Setelahnya, gitar sekadar menjadi penghibur di sela sekolah. Tetap, saya tetap senang bergitar, tapi tidak semenggebu sebelumnya. Kekecewaan perlahan luntur, sedikit demi sedikit keputusan Bapak bisa diterima. Pasti beliau inginkan yang terbaik bagi anaknya.
Melompat ke kelas 2 SMA, terdengar ada sebuah studio musik baru dibuka. Ada juga les gitar elektrik di sana. Saya langsung tertarik dan mengunjunginya. Secara letak hanya 500 meter dari rumah.
Komunitas yang berkumpul di sana, rata-rata saya sudah mengenalnya. Si empunya juga orang yang asik diajak interaksi. Tinggal bertanya soal sosok yang mengajar gitar.
Ternyata, sang pengajar bukan orang yang sama sekali baru. Sejak kecil ia sudah sering dolan ke rumah. Ia lahir di rumah yang hanya berselang satu rumah dari rumah kami. Ia Mas Arif, putra Pak Badrun. Ia sohor sebagai Arip Badrun. Namanya mentereng di jajaran gitaris kelas kabupaten.

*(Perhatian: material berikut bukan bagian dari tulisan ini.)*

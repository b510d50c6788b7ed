use std::fmt;
use thiserror::Error as ThisError;

///
/// WireError
///
/// Construction/decoding failure raised at the wire boundary.
/// Always local and synchronous; retries belong to the transport layer.
///

#[derive(Clone, Debug, Eq, PartialEq, ThisError)]
pub enum WireError {
    #[error("missing required field: {field}")]
    MissingRequiredField { field: &'static str },

    #[error("field {field} out of range: {value} not in [{min}, {max}]")]
    OutOfRange {
        field: &'static str,
        value: i64,
        min: i64,
        max: i64,
    },

    #[error("invalid format for field {field}: {reason}")]
    InvalidFormat { field: &'static str, reason: String },

    #[error("missing discriminator field: {field}")]
    MissingDiscriminator { field: &'static str },

    #[error("unknown variant tag in {field}: '{tag}'")]
    UnknownVariant { field: &'static str, tag: String },
}

impl WireError {
    /// Construct an invalid-format error for one field.
    pub fn invalid_format(field: &'static str, reason: impl Into<String>) -> Self {
        Self::InvalidFormat {
            field,
            reason: reason.into(),
        }
    }

    /// Construct an unknown-variant error preserving the raw wire tag.
    pub fn unknown_variant(field: &'static str, tag: impl Into<String>) -> Self {
        Self::UnknownVariant {
            field,
            tag: tag.into(),
        }
    }

    /// Re-attribute this error to the named wire field.
    ///
    /// Scalar wrappers validate without knowing which field they decode;
    /// decoders use this to restore the field name for diagnostics.
    #[must_use]
    pub fn with_field(self, field: &'static str) -> Self {
        match self {
            Self::MissingRequiredField { .. } => Self::MissingRequiredField { field },
            Self::OutOfRange {
                value, min, max, ..
            } => Self::OutOfRange {
                field,
                value,
                min,
                max,
            },
            Self::InvalidFormat { reason, .. } => Self::InvalidFormat { field, reason },
            Self::MissingDiscriminator { .. } => Self::MissingDiscriminator { field },
            Self::UnknownVariant { tag, .. } => Self::UnknownVariant { field, tag },
        }
    }

    /// The wire field this error is attributed to.
    #[must_use]
    pub const fn field(&self) -> &'static str {
        match self {
            Self::MissingRequiredField { field }
            | Self::OutOfRange { field, .. }
            | Self::InvalidFormat { field, .. }
            | Self::MissingDiscriminator { field }
            | Self::UnknownVariant { field, .. } => field,
        }
    }

    /// Stable classification for callers that route on error class.
    #[must_use]
    pub const fn class(&self) -> ErrorClass {
        match self {
            Self::MissingRequiredField { .. } => ErrorClass::MissingRequiredField,
            Self::OutOfRange { .. } => ErrorClass::OutOfRange,
            Self::InvalidFormat { .. } => ErrorClass::InvalidFormat,
            Self::MissingDiscriminator { .. } => ErrorClass::MissingDiscriminator,
            Self::UnknownVariant { .. } => ErrorClass::UnknownVariant,
        }
    }
}

///
/// ErrorClass
///
/// Stable error taxonomy for log/metric routing by callers.
/// Labels are part of stable behavior and must remain fixed.
///

#[derive(Clone, Copy, Debug, Eq, Hash, PartialEq)]
pub enum ErrorClass {
    MissingRequiredField,
    OutOfRange,
    InvalidFormat,
    MissingDiscriminator,
    UnknownVariant,
}

impl fmt::Display for ErrorClass {
    fn fmt(&self, f: &mut fmt::Formatter<'_>) -> fmt::Result {
        let label = match self {
            Self::MissingRequiredField => "missing_required_field",
            Self::OutOfRange => "out_of_range",
            Self::InvalidFormat => "invalid_format",
            Self::MissingDiscriminator => "missing_discriminator",
            Self::UnknownVariant => "unknown_variant",
        };
        write!(f, "{label}")
    }
}

///
/// TESTS
///

#[cfg(test)]
mod tests {
    use super::*;

    #[test]
    fn display_names_the_offending_field() {
        let err = WireError::MissingRequiredField { field: "Name" };
        assert_eq!(err.to_string(), "missing required field: Name");

        let err = WireError::OutOfRange {
            field: "Interval",
            value: 0,
            min: 1,
            max: 2_147_483_647,
        };
        assert_eq!(
            err.to_string(),
            "field Interval out of range: 0 not in [1, 2147483647]"
        );
    }

    #[test]
    fn unknown_variant_preserves_raw_tag() {
        let err = WireError::unknown_variant("Kind", "SomethingNewer");
        assert_eq!(
            err.to_string(),
            "unknown variant tag in Kind: 'SomethingNewer'"
        );
        assert_eq!(err.class(), ErrorClass::UnknownVariant);
    }

    #[test]
    fn with_field_reattributes_every_class() {
        let err = WireError::invalid_format("ResourceName", "no scheme").with_field("Name");
        assert_eq!(err.field(), "Name");
        assert_eq!(err.class(), ErrorClass::InvalidFormat);
    }

    #[test]
    fn class_labels_are_stable() {
        assert_eq!(
            ErrorClass::MissingDiscriminator.to_string(),
            "missing_discriminator"
        );
        assert_eq!(ErrorClass::OutOfRange.to_string(), "out_of_range");
    }
}
//! The GAIA command/notification envelope spoken by the handheld radio.
//!
//! Every logical message on the wireless link is one envelope:
//!
//! ```notrust
//! MSB                                        LSB
//! +-----------+-------------+-----------------+
//! |  Group    |  Command    |     Payload     |
//! | (u16 BE)  |  (u16 BE)   |   (0+ bytes)    |
//! +-----------+-------------+-----------------+
//! ```
//!
//! The most significant bit of `Command` marks unsolicited notifications; requests and responses
//! share the command number with the bit clear. The transport below preserves packet boundaries,
//! so one link packet carries exactly one envelope.
//!
//! Command responses begin with a status octet (see [`StatusCode`]); the remaining payload layout
//! is command-specific and decoded in [`status`].
//!
//! [`StatusCode`]: enum.StatusCode.html
//! [`status`]: status/index.html

pub mod reassembly;
pub mod status;

use crate::bytes::*;
use crate::Error;
use alloc::vec::Vec;
use byteorder::BigEndian;
use zerocopy::{byteorder::U16, AsBytes, FromBytes as ZFromBytes, Unaligned};

/// Bit in the command field that marks a notification.
const NOTIFICATION_FLAG: u16 = 0x8000;

enum_with_unknown! {
    /// GAIA command group (vendor ID).
    #[derive(Debug, Copy, Clone, PartialEq, Eq)]
    pub enum Group(u16) {
        /// Basic command set; carries everything this stack uses.
        Basic = 2,
        /// Extended command set.
        Extended = 10
    }
}

enum_with_unknown! {
    /// Commands of the basic group used by the station.
    #[derive(Debug, Copy, Clone, PartialEq, Eq)]
    pub enum Command(u16) {
        GetDevInfo = 4,
        ReadStatus = 5,
        RegisterNotification = 6,
        EventNotification = 9,
        ReadSettings = 10,
        WriteSettings = 11,
        ReadRfCh = 13,
        WriteRfCh = 14,
        GetHtStatus = 20,
        GetVolume = 22,
        SetVolume = 23,
        HtSendData = 31,
        ReadBssSettings = 33,
        WriteBssSettings = 34,
        SetRegion = 60,
        GetPosition = 76
    }
}

enum_with_unknown! {
    /// Event types carried inside `EVENT_NOTIFICATION` and named in `REGISTER_NOTIFICATION`.
    #[derive(Debug, Copy, Clone, PartialEq, Eq)]
    pub enum EventType(u8) {
        HtStatusChanged = 1,
        DataRxd = 2,
        HtChChanged = 5,
        HtSettingsChanged = 6,
        RadioStatusChanged = 8,
        PositionChange = 13
    }
}

enum_with_unknown! {
    /// Acknowledgement status octet leading every command response.
    #[derive(Debug, Copy, Clone, PartialEq, Eq)]
    pub enum StatusCode(u8) {
        Success = 0,
        NotSupported = 1,
        NotAuthenticated = 2,
        InsufficientResources = 3,
        Authenticating = 4,
        InvalidParameter = 5,
        IncorrectState = 6,
        InProgress = 7
    }
}

/// Fixed part of the envelope, kept in wire representation.
#[derive(ZFromBytes, AsBytes, Unaligned)]
#[repr(C)]
struct RawHeader {
    group: U16<BigEndian>,
    command: U16<BigEndian>,
}

/// One decoded GAIA envelope.
#[derive(Debug, Clone, PartialEq, Eq)]
pub struct GaiaMessage {
    pub group: Group,
    /// Command number with the notification bit stripped.
    pub command: Command,
    pub is_notification: bool,
    pub payload: Vec<u8>,
}

impl GaiaMessage {
    /// Builds a request in the basic group.
    pub fn request(command: Command, payload: Vec<u8>) -> Self {
        GaiaMessage {
            group: Group::Basic,
            command,
            is_notification: false,
            payload,
        }
    }

    /// Returns the response status octet and the rest of the payload.
    ///
    /// Only meaningful for command responses.
    pub fn response_body(&self) -> Result<(StatusCode, &[u8]), Error> {
        let mut r = ByteReader::new(&self.payload);
        let status = StatusCode::from(r.read_u8()?);
        Ok((status, r.into_rest()))
    }
}

impl ToBytes for GaiaMessage {
    fn to_bytes(&self, writer: &mut ByteWriter<'_>) -> Result<(), Error> {
        let mut command = u16::from(self.command);
        if self.is_notification {
            command |= NOTIFICATION_FLAG;
        }
        writer.write_obj(&RawHeader {
            group: U16::new(u16::from(self.group)),
            command: U16::new(command),
        })?;
        writer.write_slice(&self.payload)
    }
}

impl<'a> FromBytes<'a> for GaiaMessage {
    fn from_bytes(bytes: &mut ByteReader<'a>) -> Result<Self, Error> {
        let header = bytes.read_obj::<RawHeader>()?;
        let raw_command = header.command.get();
        Ok(GaiaMessage {
            group: Group::from(header.group.get()),
            command: Command::from(raw_command & !NOTIFICATION_FLAG),
            is_notification: raw_command & NOTIFICATION_FLAG != 0,
            payload: bytes.read_rest().to_vec(),
        })
    }
}

/// Encodes an envelope into a fresh packet buffer.
pub fn encode_message(msg: &GaiaMessage) -> Vec<u8> {
    // 4 header bytes plus payload always fits.
    encode_to_vec(msg, msg.payload.len() + 4).unwrap()
}

#[cfg(test)]
mod tests {
    use super::*;
    use alloc::vec;

    #[test]
    fn envelope_roundtrip() {
        let msg = GaiaMessage::request(Command::ReadRfCh, vec![7]);
        let bytes = encode_message(&msg);
        assert_eq!(bytes, [0x00, 0x02, 0x00, 0x0D, 0x07]);
        let back = GaiaMessage::from_bytes(&mut ByteReader::new(&bytes)).unwrap();
        assert_eq!(back, msg);
    }

    #[test]
    fn notification_flag() {
        let bytes = [0x00, 0x02, 0x80, 0x09, 0x01, 0xAA];
        let msg = GaiaMessage::from_bytes(&mut ByteReader::new(&bytes)).unwrap();
        assert!(msg.is_notification);
        assert_eq!(msg.command, Command::EventNotification);
        assert_eq!(msg.payload, vec![0x01, 0xAA]);

        let reencoded = encode_message(&msg);
        assert_eq!(reencoded, bytes);
    }

    #[test]
    fn response_status() {
        let msg = GaiaMessage {
            group: Group::Basic,
            command: Command::HtSendData,
            is_notification: false,
            payload: vec![6],
        };
        let (status, rest) = msg.response_body().unwrap();
        assert_eq!(status, StatusCode::IncorrectState);
        assert!(rest.is_empty());
    }

    #[test]
    fn truncated_header() {
        let bytes = [0x00, 0x02, 0x00];
        assert!(GaiaMessage::from_bytes(&mut ByteReader::new(&bytes)).is_err());
    }
}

Memang, ia tumbuh menjadi gitaris ulung. Terakhir, saya mendengarnya berkiprah di sebuah grup musik yang cukup laris ditanggap.
Ringkas kata, saya benar-benar jadi murid Mas Arif. Kesampaian juga belajar gitar elektrik.
***
Studio musik dan les gitar tak cukup lama bertahan. Risiko bermusik di sebuah kota kecil; segala fasilitas, event, dan industrinya sangat cupet. Tak cukup kuat menahan hambatan, kandaslah akhirnya.
Saya naik kelas 3 SMA. Disibukkan dengan persiapan ujian akhir kelulusan. Ditambah memikirkan akan kuliah apa dan dimana.
Gitar semakin dikesampingkan. Walau sesekali tetap dipegang.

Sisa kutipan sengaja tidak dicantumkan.